As his eyes adjust
to the half-light, Stern turns on his BlackBerry. It brings bad news: an
account of the arrest of Pacers swingman Stephen Jackson for firing a gun
outside an Indianapolis strip club. (One week later Jackson would plead not
guilty to charges of battery, disorderly conduct and felony criminal
recklessness.) The commissioner shakes his head as he scrolls. "I wish we
could legally ban players from carrying guns," he says. "But we
can't." (On a conference call with journalists three weeks later Stern
would issue a plea to players to leave their guns at home.)
Stern smiles as he
reads an invitation from the Charlotte Bobcats to attend their first home game.
"Guess I'll have to do the car wash," he says. Car wash is his term for
a full day of activities: breakfast speech, lunch with owners, perhaps an
afternoon sit-down with local movers and shakers, then the game.
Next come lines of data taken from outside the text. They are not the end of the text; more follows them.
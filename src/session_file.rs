//! `.mixdown` session description files.
//!
//! A session file is JSON living at `<dir>/<name>.mixdown`:
//!
//! ```json
//! {
//!   "sample_rate": 48000,
//!   "range": { "start": 0, "end": 480000 },
//!   "metadata": { "title": "Song", "artist": "Band" },
//!   "locations": [{ "name": "verse", "start": 0, "end": 96000, "flags": { "cd_marker": true } }],
//!   "tracks": [{ "name": "drums", "file": "audio/drums.wav", "gain_db": -3.0 }]
//! }
//! ```
//!
//! Track files resolve relative to the session directory.

use crate::error::{Error, Result};
use crate::mixbus::MixBus;
use mixdown_core::{Location, SamplePos, Session, SessionMetadata};
use serde::{Deserialize, Serialize};
use std::path::{Path, PathBuf};
use std::sync::Arc;
use tracing::{debug, info};

pub const EXTENSION: &str = "mixdown";

#[derive(Debug, Clone, Copy, PartialEq, Eq, Serialize, Deserialize)]
pub struct Range {
    pub start: SamplePos,
    pub end: SamplePos,
}

#[derive(Debug, Clone, PartialEq, Serialize, Deserialize)]
pub struct TrackSpec {
    pub name: String,
    pub file: PathBuf,
    #[serde(default)]
    pub position: SamplePos,
    #[serde(default)]
    pub gain_db: f32,
    /// -1.0 (left) to 1.0 (right).
    #[serde(default)]
    pub pan: f32,
    #[serde(default)]
    pub mute: bool,
}

impl TrackSpec {
    pub fn new(name: impl Into<String>, file: impl Into<PathBuf>) -> Self {
        Self {
            name: name.into(),
            file: file.into(),
            position: 0,
            gain_db: 0.0,
            pan: 0.0,
            mute: false,
        }
    }
}

#[derive(Debug, Clone, PartialEq, Serialize, Deserialize)]
pub struct SessionFile {
    pub sample_rate: u32,
    /// Export range. Falls back to a session-range location, then to the
    /// extent of the tracks.
    #[serde(default, skip_serializing_if = "Option::is_none")]
    pub range: Option<Range>,
    #[serde(default)]
    pub locations: Vec<Location>,
    #[serde(default)]
    pub metadata: SessionMetadata,
    /// Last export revision.
    #[serde(default)]
    pub revision: u32,
    #[serde(default)]
    pub tracks: Vec<TrackSpec>,
}

impl SessionFile {
    pub fn new(sample_rate: u32) -> Self {
        Self {
            sample_rate,
            range: None,
            locations: Vec::new(),
            metadata: SessionMetadata::default(),
            revision: 0,
            tracks: Vec::new(),
        }
    }

    pub fn path(dir: &Path, name: &str) -> PathBuf {
        dir.join(format!("{name}.{EXTENSION}"))
    }

    pub fn load(path: &Path) -> Result<Self> {
        let text = std::fs::read_to_string(path).map_err(|e| {
            Error::Session(format!("cannot read {}: {e}", path.display()))
        })?;
        let file: Self = serde_json::from_str(&text)?;
        file.validate()?;
        Ok(file)
    }

    pub fn save(&self, path: &Path) -> Result<()> {
        std::fs::write(path, serde_json::to_string_pretty(self)?)?;
        Ok(())
    }

    pub fn validate(&self) -> Result<()> {
        if self.sample_rate == 0 {
            return Err(Error::Session("sample_rate must be > 0".into()));
        }
        if let Some(range) = self.range {
            if range.end < range.start {
                return Err(Error::Session(format!(
                    "range end {} is before start {}",
                    range.end, range.start
                )));
            }
        }
        if let Some(l) = self.locations.iter().find(|l| l.end < l.start) {
            return Err(Error::Session(format!(
                "location '{}' ends before it starts",
                l.name
            )));
        }
        Ok(())
    }
}

/// A session ready to export: its model and the master bus to render from.
pub struct LoadedSession {
    pub session: Arc<Session>,
    pub mixbus: Arc<MixBus>,
}

/// Load `<dir>/<name>.mixdown` and decode its tracks.
pub fn open_session(dir: &Path, name: &str) -> Result<LoadedSession> {
    let path = SessionFile::path(dir, name);
    let file = SessionFile::load(&path)?;

    let mut mixbus = MixBus::new();
    for track in file.tracks.iter().filter(|t| !t.mute) {
        let audio = dir.join(&track.file);
        mixbus.load_track(
            &track.name,
            &audio,
            track.position,
            track.gain_db,
            track.pan,
            file.sample_rate,
        )?;
    }

    let mut session = Session::new(name, dir, file.sample_rate);
    session.metadata = file.metadata;
    session.set_revision(file.revision);
    session.locations = file.locations;

    match file.range {
        Some(range) => {
            session.locations.retain(|l| !l.is_session_range());
            session
                .locations
                .push(Location::session_range(range.start, range.end));
        }
        None if session.session_range().is_none() => {
            session
                .locations
                .push(Location::session_range(0, mixbus.length()));
        }
        None => {}
    }

    if let Some(range) = session.session_range() {
        debug!(start = range.start, end = range.end, "session range");
    }
    info!(
        session = name,
        tracks = mixbus.track_count(),
        sample_rate = file.sample_rate,
        "opened session"
    );

    Ok(LoadedSession {
        session: Arc::new(session),
        mixbus: Arc::new(mixbus),
    })
}
//! Audio engine seam and an offline driver.

use crate::error::{ExportError, Result};
use crate::handler::{Cycle, ExportHandler};
use mixdown_core::{AtomicFlag, ExportProgress};
use std::thread;
use std::time::Duration;
use tracing::debug;

/// What the handler needs from the engine that calls it.
pub trait AudioEngine: Send + Sync {
    fn sample_rate(&self) -> u32;

    /// Whether the engine is running faster than realtime.
    fn freewheeling(&self) -> bool;

    /// Request freewheel mode. May take effect on a later cycle.
    fn set_freewheel(&self, enabled: bool);
}

/// Engine without an audio device.
///
/// [`run`](Self::run) calls the handler in a loop. Freewheeling cycles run
/// back to back; realtime cycles are paced to the block duration.
#[derive(Debug)]
pub struct OfflineEngine {
    sample_rate: u32,
    block_size: usize,
    freewheel: AtomicFlag,
}

impl OfflineEngine {
    const DEFAULT_BLOCK_SIZE: usize = 1024;
    const IDLE_SLEEP: Duration = Duration::from_micros(200);

    pub fn new(sample_rate: u32) -> Self {
        Self {
            sample_rate,
            block_size: Self::DEFAULT_BLOCK_SIZE,
            freewheel: AtomicFlag::new(false),
        }
    }

    pub fn with_block_size(mut self, block_size: usize) -> Self {
        self.block_size = block_size.max(1);
        self
    }

    pub fn block_size(&self) -> usize {
        self.block_size
    }

    fn block_duration(&self) -> Duration {
        Duration::from_secs_f64(self.block_size as f64 / self.sample_rate.max(1) as f64)
    }

    /// Drive `handler` until its export finishes.
    ///
    /// `on_progress` is called after every cycle that did work. Returns an
    /// error if the export failed; a plain abort is not an error.
    pub fn run(
        &self,
        handler: &ExportHandler,
        mut on_progress: impl FnMut(&ExportProgress),
    ) -> Result<()> {
        let status = handler.status();
        if !status.running() && !status.finished() {
            return Err(mixdown_core::Error::InvalidState("no export has been started".into()).into());
        }

        let mut cycles = 0u64;
        while !status.finished() {
            match handler.process(self.block_size) {
                Cycle::Rendered(_) => {
                    if !self.freewheeling() {
                        thread::sleep(self.block_duration());
                    }
                }
                Cycle::Postprocessed => {}
                Cycle::Idle | Cycle::Busy | Cycle::Handoff | Cycle::WaitingForFreewheel => {
                    thread::sleep(Self::IDLE_SLEEP);
                    continue;
                }
                Cycle::Aborted => {}
            }
            cycles += 1;
            on_progress(&status.progress());
        }
        debug!(cycles, "offline engine stopped");

        if status.errors() {
            return Err(ExportError::Render("export failed, see log for details".into()));
        }
        Ok(())
    }
}

impl AudioEngine for OfflineEngine {
    fn sample_rate(&self) -> u32 {
        self.sample_rate
    }

    fn freewheeling(&self) -> bool {
        self.freewheel.get()
    }

    fn set_freewheel(&self, enabled: bool) {
        self.freewheel.set(enabled);
    }
}

#[cfg(test)]
mod tests {
    use super::*;
    use crate::render::FileWriterGraph;
    use mixdown_core::{ExportStatus, HandlerConfig, Session};
    use std::sync::Arc;

    #[test]
    fn test_run_requires_started_export() {
        let engine = Arc::new(OfflineEngine::new(44100));
        let session = Arc::new(Session::new("song", "/tmp/song", 44100));
        struct Silence;
        impl crate::graph::PortReader for Silence {
            fn read(&self, _port: &str, _position: u64, out: &mut [f32]) {
                out.fill(0.0);
            }
        }
        let graph = FileWriterGraph::new(Arc::new(Silence), 44100, 30.0);
        let handler = ExportHandler::new(
            session,
            engine.clone(),
            Box::new(graph),
            ExportStatus::shared(),
            HandlerConfig::default(),
        )
        .unwrap();

        assert!(matches!(
            engine.run(&handler, |_| {}),
            Err(ExportError::Core(mixdown_core::Error::InvalidState(_)))
        ));
    }

    #[test]
    fn test_block_size_clamped() {
        let engine = OfflineEngine::new(48000).with_block_size(0);
        assert_eq!(engine.block_size(), 1);
        assert!(!engine.freewheeling());
        engine.set_freewheel(true);
        assert!(engine.freewheeling());
    }
}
Immediately
ahead, as the plane descends, lies the intimidating Moscow car wash, beginning
at 10:30 a.m.: sponsor meetings, interviews, a photo shoot at Red Square, a
wreath-laying at the grave of legendary Soviet coach Aleksandr Gomelsky, a game
between the Los Angeles Clippers and CSKA Moscow and a reception at the home of
U.S. ambassador William Burns--and that's all followed by a midnight flight to
Paris.
But Stern is
energized. He is eager to see his old friends in Russia, which he first visited
as commissioner in 1988 (when the national anthem still mentioned Lenin), and
he isn't even bothered when fog forces the plane to divert to an airport
farther from downtown Moscow, complicating a schedule that already seemed
impossible. Stern enjoys the thought that he will be taxed to the maximum and
chuckles when he imagines his staff on the ground racing from Sheremetyevo
Airport to pick him up at the more remote Domodedovo.
"We could just
fly straight to Paris," says Messick, half joking.
Stern shakes his
head and smiles. "No matter what," he says, "we are going to this
freaking game."
The commissioner
is in the middle of a 17,000-mile airborne whistle-stop tour that will enable
him to monitor his league's latest ambitious international venture, officially
called NBA Europe Live Presented by EA Sports. (In the NBA something is always
presented by something.) Stern sent four of his teams (the Philadelphia 76ers,
Phoenix Suns, San Antonio Spurs and Clippers) to hold a week of training camp
in four cities ( Barcelona; Treviso, Italy; Lyon, France; and Moscow,
respectively) and play games in three others ( Rome, Paris and Cologne,
Germany). The teams and locales were carefully matched: The Sixers' Allen
Iverson is extremely popular in Spain, where they apparently like
antiestablishment figures; Suns coach Mike D'Antoni was a prominent player and
coach in Italy; and Spurs guard Tony Parker is a Frenchman. As for the Clippers
in Moscow, well, somebody had to go--it's a burgeoning market.
For someone who
has been in the public eye for so long--he was named commissioner in 1984, 14
years before Major League Baseball's Bud Selig, 11 before the NHL's Gary
Bettman and five before the NFL's Paul Tagliabue, who was recently succeeded by
Roger Goodell--Stern has been remarkably successful in deflecting requests to
participate in behind-the-scenes profiles. He has agreed to this one only after
some negotiation and on the understanding that the NBA's international business
(page 63) will play a prominent role in the story. (Stern will no doubt think
it's not prominent enough and will make his feelings known.) Over the course of
the trip, pieces of his personal life slip out, though rarely does he offer
them.
For example, Stern
loved the musical Jersey Boys, the story of Frankie Valli and the Four Seasons.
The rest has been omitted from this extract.